Very few chemical engineers are elected to the NAM - for example, of the 80 new members in this class, there is only one other that is a chemical engineer.

“Chris has served the college in many ways, as an outstanding faculty member, associate dean for research, department chair and leading researcher among other roles,” said Dean Bobby Braun. “This recognition is well deserved and the entire college is proud of Chris for this achievement.”

The ceremony was part of the academy’s Annual Meeting, which also hosted various speakers about the progress in curing cancer and presented other prestigious awards.
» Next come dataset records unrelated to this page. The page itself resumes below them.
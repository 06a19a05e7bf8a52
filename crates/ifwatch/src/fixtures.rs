//! Hand-built wire frames and events for tests.
//!
//! Not part of the public API; kept compiled-in so integration tests can
//! use the same builders as unit tests.
#![doc(hidden)]

use std::net::Ipv4Addr;

use crate::decode::{AttrValue, AttributeMap};
use crate::message::{NlMsgType, NLMSG_HDRLEN};
use crate::messages::{AddressEvent, LinkEvent};
use crate::types::link::InterfaceFlags;

/// Frame a payload with a 16-byte message header carrying the total length.
pub fn nlmsg(msg_type: u16, payload: &[u8]) -> Vec<u8> {
    let total = NLMSG_HDRLEN + payload.len();
    let mut out = Vec::with_capacity(total);
    out.extend_from_slice(&(total as u32).to_le_bytes());
    out.extend_from_slice(&msg_type.to_le_bytes());
    out.extend_from_slice(&0u16.to_le_bytes()); // flags
    out.extend_from_slice(&0u32.to_le_bytes()); // seq
    out.extend_from_slice(&0u32.to_le_bytes()); // pid
    out.extend_from_slice(payload);
    out
}

/// One attribute record: 4-byte header, unpadded length, padded payload.
pub fn attr(code: u16, payload: &[u8]) -> Vec<u8> {
    let len = 4 + payload.len();
    let mut out = Vec::with_capacity((len + 3) & !3);
    out.extend_from_slice(&(len as u16).to_le_bytes());
    out.extend_from_slice(&code.to_le_bytes());
    out.extend_from_slice(payload);
    while out.len() % 4 != 0 {
        out.push(0);
    }
    out
}

/// A 16-byte ifinfomsg with family, pad, and device type zeroed.
pub fn ifinfomsg(ifindex: i32, flags: u32, change: u32) -> Vec<u8> {
    let mut out = Vec::with_capacity(16);
    out.push(0); // family
    out.push(0); // pad
    out.extend_from_slice(&0u16.to_le_bytes()); // device type
    out.extend_from_slice(&ifindex.to_le_bytes());
    out.extend_from_slice(&flags.to_le_bytes());
    out.extend_from_slice(&change.to_le_bytes());
    out
}

/// An 8-byte ifaddrmsg.
pub fn ifaddrmsg(family: u8, prefix_len: u8, scope: u8, ifindex: u32) -> Vec<u8> {
    let mut out = Vec::with_capacity(8);
    out.push(family);
    out.push(prefix_len);
    out.push(0); // flags
    out.push(scope);
    out.extend_from_slice(&ifindex.to_le_bytes());
    out
}

/// A link message body: header plus a name attribute.
pub fn link_body(ifindex: i32, flags: u32, change: u32, name: &str) -> Vec<u8> {
    let mut body = ifinfomsg(ifindex, flags, change);
    let mut ifname = name.as_bytes().to_vec();
    ifname.push(0);
    body.extend_from_slice(&attr(3, &ifname));
    body
}

/// A framed RTM_NEWLINK with a name and a carrier attribute.
pub fn newlink(ifindex: i32, flags: u32, name: &str) -> Vec<u8> {
    let mut body = link_body(ifindex, flags, 0, name);
    body.extend_from_slice(&attr(33, &[1])); // carrier
    nlmsg(NlMsgType::RTM_NEWLINK, &body)
}

/// A framed RTM_NEWADDR with label and address attributes.
pub fn newaddr(ifindex: u32, prefix_len: u8, label: &str, address: [u8; 4]) -> Vec<u8> {
    let mut body = ifaddrmsg(2, prefix_len, 0, ifindex);
    body.extend_from_slice(&attr(1, &address));
    let mut label_bytes = label.as_bytes().to_vec();
    label_bytes.push(0);
    body.extend_from_slice(&attr(3, &label_bytes));
    nlmsg(NlMsgType::RTM_NEWADDR, &body)
}

/// A framed NLMSG_DONE terminator.
pub fn done() -> Vec<u8> {
    nlmsg(NlMsgType::DONE, &[0u8; 4])
}

/// A decoded wired-up interface: up, carrier, mac, mtu.
pub fn link_eth0() -> LinkEvent {
    let mut attrs = AttributeMap::new();
    attrs.insert("ifname", AttrValue::Text("eth0".into()));
    attrs.insert("address", AttrValue::Mac("DE:AD:BE:EF:00:01".into()));
    attrs.insert("mtu", AttrValue::U32(1500));
    attrs.insert("carrier", AttrValue::U8(1));
    LinkEvent {
        exists: true,
        family: 0,
        dev_type: 1,
        ifindex: 2,
        flags: InterfaceFlags(0x43), // up, broadcast, running
        change_mask: 0,
        attrs,
    }
}

/// A decoded loopback interface with no carrier attribute.
pub fn link_loopback() -> LinkEvent {
    let mut attrs = AttributeMap::new();
    attrs.insert("ifname", AttrValue::Text("lo".into()));
    attrs.insert("mtu", AttrValue::U32(65536));
    LinkEvent {
        exists: true,
        family: 0,
        dev_type: 772,
        ifindex: 1,
        flags: InterfaceFlags(0x49), // up, loopback, running
        change_mask: 0,
        attrs,
    }
}

/// A decoded IPv4 address on eth0.
pub fn addr_eth0() -> AddressEvent {
    let mut attrs = AttributeMap::new();
    attrs.insert("address", AttrValue::Ipv4(Ipv4Addr::new(192, 168, 1, 10)));
    attrs.insert("label", AttrValue::Text("eth0".into()));
    AddressEvent {
        exists: true,
        family: 2,
        prefix_len: 24,
        flags: 0,
        scope: 0,
        ifindex: 2,
        attrs,
    }
}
Election to the National Academy of Medicine is one of the highest honors in the fields of health and medicine. Bowman said “this induction is particularly special as it is a recognition of how research from our group has improved people’s everyday lives.” The NAM is one of three national academies along with the National Academy of Science and the National Academy of Engineering. They are private, nonprofit institutions that work outside government to provide objective advice on matters of science, technology and health. With the 80 new members inducted this year, the NAM now has more than 2,000 members that have been elected by their peers in recognition of each one’s independent, outstanding achievement.

Bowman’s interdisciplinary research focuses on developing new materials for various industrial and medical uses, particularly those formed from photopolymerization reactions, including “Click” Nucleic Acids that mimic DNA, novel dental restorative materials, materials used for additive manufacturing and light-activated synthetic vesicles for artificial cells.

He is co-director of the Industry/University Cooperative Research Center for Fundamentals and Applications of Photopolymerizations and was the founding Director of the Materials Science and Engineering Program at CU Boulder. 

The CU College of Engineering and Applied Science now has 12 members in the National Academies of Sciences, Engineering, and Medicine in all.